In 2008, a new schedule will be introduced with races such as the Tour and Giro relegated to a European calendar while existing races such as the Tour of Germany and the Clásica San Sebastián will remain as ProTour status (see schedule below).

None of the dates of the major races will change and all remain in their traditional places on the calendar, with the Giro in May, the Tour in July and the Vuelta in September.

The 2008 schedule will start with the Tour Down Under on Jan. 22 and end with a yet-to-be determined “finals” event in Oct. 5.

Races such as the Giro and Vuelta will be relegated to “European tour” status with the freedom to select whichever teams it wants to start. Under the new structure, the Tour will be required to include the remaining 18 ProTour teams.

It’s unclear how the grand tours will react to the changes that still would require the Tour to include automatic bids to 18 teams.

Last spring, ASO was ready to break away from the ProTour league and hold Paris-Nice under control of the French cycling federation.

McQuaid said any efforts to undermine the authority of the UCI from would-be rebel federations would be dealt with sharply and took direct aim at Olympic status for all disciplines, not just road racing.

“We would react very strongly to that,” McQuaid warned. “Ultimately, the French could be sanctioned and it could affect their participation in the Olympic Games.”

It was also unclear how teams will react to the changes. Team managers are scheduled to meet Friday in Stuttgart.

The decisions were formalized Thursday morning with meetings by the UCI ProTour Council. The only representatives from the teams were Roger Legeay, manager of Credit Agricole, and Patrick Lefevere, manager of QuickStep-Innergetic.

When it was introduced in 2005, the ProTour was spun as way to guarantee “the best teams in the best races.”

Now, with many of the major races out of the ProTour, UCI officials say the new format is the best to help promote the sport on an international scale.

“Teams are interested in these new markets and they see many sponsorship opportunities outside of Europe,” McQuaid insisted.

McQuaid said negotiations are underway with authorities in China and Russia to create new stage races in those emerging nations.
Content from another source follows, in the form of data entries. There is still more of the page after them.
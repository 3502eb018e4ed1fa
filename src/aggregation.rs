// src/aggregation.rs
use rust_decimal::Decimal;
use rust_decimal_macros::dec;
use serde::Serialize;
use std::collections::BTreeMap;
use tracing::info;

use crate::classification::{classify, is_eligible, Classification, EmployeeCategory};
use crate::config::PipelineConfig;
use crate::overtime::compute_overtime;
use crate::record::TimesheetRecord;
use crate::sick_leave::{compute_sick_leave, SickLeaveStats};
use crate::work_time::{compute_work_time, WorkTimeStats};

/// One output row: one employee within one category.
#[derive(Debug, Clone, PartialEq, Serialize)]
pub struct EmployeeStatistics {
    pub employee_id: String,
    pub team_code: String,
    pub category: EmployeeCategory,
    pub full_days: u32,
    pub partial_days: u32,
    /// Sick-coded days (classic + long).
    pub absent_days: u32,
    pub worked_hours: Decimal,
    pub absence_hours: Decimal,
    /// Full days over the calendar year, as a percentage.
    pub presence_rate: Decimal,
    pub overtime_hours: Decimal,
    pub classic_sick_days: u32,
    pub long_sick_days: u32,
    pub sick_periods: u32,
    pub avg_hours_per_sick_day: Decimal,
}

/// Sums and arithmetic means over all employees of one category or team.
#[derive(Debug, Clone, Default, PartialEq, Serialize)]
pub struct SummaryRow {
    pub employee_count: u32,
    pub full_days_total: u32,
    pub partial_days_total: u32,
    pub absent_days_total: u32,
    pub worked_hours_total: Decimal,
    pub absence_hours_total: Decimal,
    pub overtime_hours_total: Decimal,
    pub sick_periods_total: u32,
    pub mean_full_days: Decimal,
    pub mean_worked_hours: Decimal,
    pub mean_overtime_hours: Decimal,
    pub mean_presence_rate: Decimal,
}

/// Complete output of one pipeline run. Recomputed from scratch on every
/// invocation; deterministic for a given input.
#[derive(Debug, Clone, PartialEq, Serialize)]
pub struct PipelineReport {
    pub by_category: BTreeMap<EmployeeCategory, BTreeMap<String, EmployeeStatistics>>,
    pub category_summaries: BTreeMap<EmployeeCategory, SummaryRow>,
    pub team_summaries: BTreeMap<String, SummaryRow>,
    pub skipped_records: usize,
    pub dropped_employees: usize,
}

/// Runs classification and the three calculators, then folds everything into
/// per-employee rows and per-category/per-team summaries.
///
/// Classification happens once; each calculator is then invoked per category
/// bucket and applies its own filtering internally. The calculators share no
/// state and their eligibility rules deliberately differ (overtime skips
/// `Other`, work time only covers `OnCall` and `StandardShift`, sick leave
/// covers everyone).
pub fn run_pipeline(records: &[TimesheetRecord], config: &PipelineConfig) -> PipelineReport {
    let classification = classify(records, config);
    build_report(&classification, config)
}

fn build_report(classification: &Classification, config: &PipelineConfig) -> PipelineReport {
    let mut by_category: BTreeMap<EmployeeCategory, BTreeMap<String, EmployeeStatistics>> =
        BTreeMap::new();

    for category in EmployeeCategory::ALL {
        let bucket = classification.records(category);

        let eligible = bucket
            .iter()
            .filter(|record| is_eligible(record, category, config))
            .count();
        info!(
            "Category {:?}: {} records, {} rule-eligible",
            category,
            bucket.len(),
            eligible
        );

        let overtime = compute_overtime(bucket, category, config);
        let sick_leave = compute_sick_leave(bucket, config);
        let work_time = compute_work_time(bucket, category, config);

        let mut teams: BTreeMap<String, String> = BTreeMap::new();
        for record in bucket {
            teams
                .entry(record.employee_id())
                .or_insert_with(|| record.team_code().to_string());
        }

        let rows = teams
            .into_iter()
            .map(|(employee_id, team_code)| {
                let row = build_employee_row(
                    &employee_id,
                    team_code,
                    category,
                    overtime.get(&employee_id),
                    sick_leave.get(&employee_id),
                    work_time.get(&employee_id),
                    config,
                );
                (employee_id, row)
            })
            .collect();
        by_category.insert(category, rows);
    }

    let category_summaries = by_category
        .iter()
        .map(|(category, rows)| (*category, summarize(rows.values())))
        .collect();

    let mut by_team: BTreeMap<String, Vec<&EmployeeStatistics>> = BTreeMap::new();
    for rows in by_category.values() {
        for row in rows.values() {
            by_team.entry(row.team_code.clone()).or_default().push(row);
        }
    }
    let team_summaries = by_team
        .into_iter()
        .map(|(team, rows)| (team, summarize(rows.into_iter())))
        .collect();

    PipelineReport {
        by_category,
        category_summaries,
        team_summaries,
        skipped_records: classification.skipped_records,
        dropped_employees: classification.dropped_employees,
    }
}

fn build_employee_row<'a>(
    employee_id: &str,
    team_code: String,
    category: EmployeeCategory,
    overtime: Option<&Decimal>,
    sick_leave: Option<&'a SickLeaveStats>,
    work_time: Option<&'a WorkTimeStats>,
    config: &PipelineConfig,
) -> EmployeeStatistics {
    let empty_sick = SickLeaveStats::default();
    let empty_work = WorkTimeStats::default();
    let sick = sick_leave.unwrap_or(&empty_sick);
    let work = work_time.unwrap_or(&empty_work);

    let attended_days = Decimal::from(work.full_days + work.partial_days);
    let worked_hours = attended_days * config.hours_per_day - work.absence_hours;
    let presence_rate = (Decimal::from(work.full_days) * dec!(100) / dec!(365)).round_dp(2);

    EmployeeStatistics {
        employee_id: employee_id.to_string(),
        team_code,
        category,
        full_days: work.full_days,
        partial_days: work.partial_days,
        absent_days: sick.classic_days + sick.long_days,
        worked_hours,
        absence_hours: work.absence_hours,
        presence_rate,
        overtime_hours: overtime.copied().unwrap_or_default(),
        classic_sick_days: sick.classic_days,
        long_sick_days: sick.long_days,
        sick_periods: sick.period_count,
        avg_hours_per_sick_day: sick.avg_hours_per_day,
    }
}

/// Folds rows into one summary. An empty iterator yields a zeroed summary;
/// an empty category bucket is a valid result, never an error.
fn summarize<'a>(rows: impl Iterator<Item = &'a EmployeeStatistics>) -> SummaryRow {
    let mut summary = SummaryRow::default();
    let mut presence_sum = dec!(0.0);

    for row in rows {
        summary.employee_count += 1;
        summary.full_days_total += row.full_days;
        summary.partial_days_total += row.partial_days;
        summary.absent_days_total += row.absent_days;
        summary.worked_hours_total += row.worked_hours;
        summary.absence_hours_total += row.absence_hours;
        summary.overtime_hours_total += row.overtime_hours;
        summary.sick_periods_total += row.sick_periods;
        presence_sum += row.presence_rate;
    }

    if summary.employee_count > 0 {
        let count = Decimal::from(summary.employee_count);
        summary.mean_full_days = (Decimal::from(summary.full_days_total) / count).round_dp(2);
        summary.mean_worked_hours = (summary.worked_hours_total / count).round_dp(2);
        summary.mean_overtime_hours = (summary.overtime_hours_total / count).round_dp(2);
        summary.mean_presence_rate = (presence_sum / count).round_dp(2);
    }
    summary
}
Among the changes:The three grand tours – Tour de France, Giro d’Italia and Vuelta a España – as well as Milan-San Remo, Paris-Roubaix, Liege-Bastogne-Liege and the Giro di Lombardia – will be designated as part of a new European calendar. Races will be allowed to pick and choose teams as they see fit, though the Tour will be obligated to include all 18 ProTour teams.

Other major European races, such as Paris-Nice, Tirreno-Adriatico, Flèche Wallone and Paris-Tours, will fall under hors categorie designation and be limited to 50 percent participation of ProTour teams.

18 ProTour teams – two less than the 20 from past three seasons – will part of the cycling league, with guaranteed starts in the Tour de France but not in other major races not part of the redrafted ProTour

A new world calendar will be introduced in 2008 that includes the remaining ProTour events, the world championships, a ProTour final and the Olympic Games, with the addition of new ProTour events such as the Tour Down Under in Australia, for a total of about 90 racing days.

New races will be developed in Russia and China. There was no mention of the Tour of California in the UCI’s plans.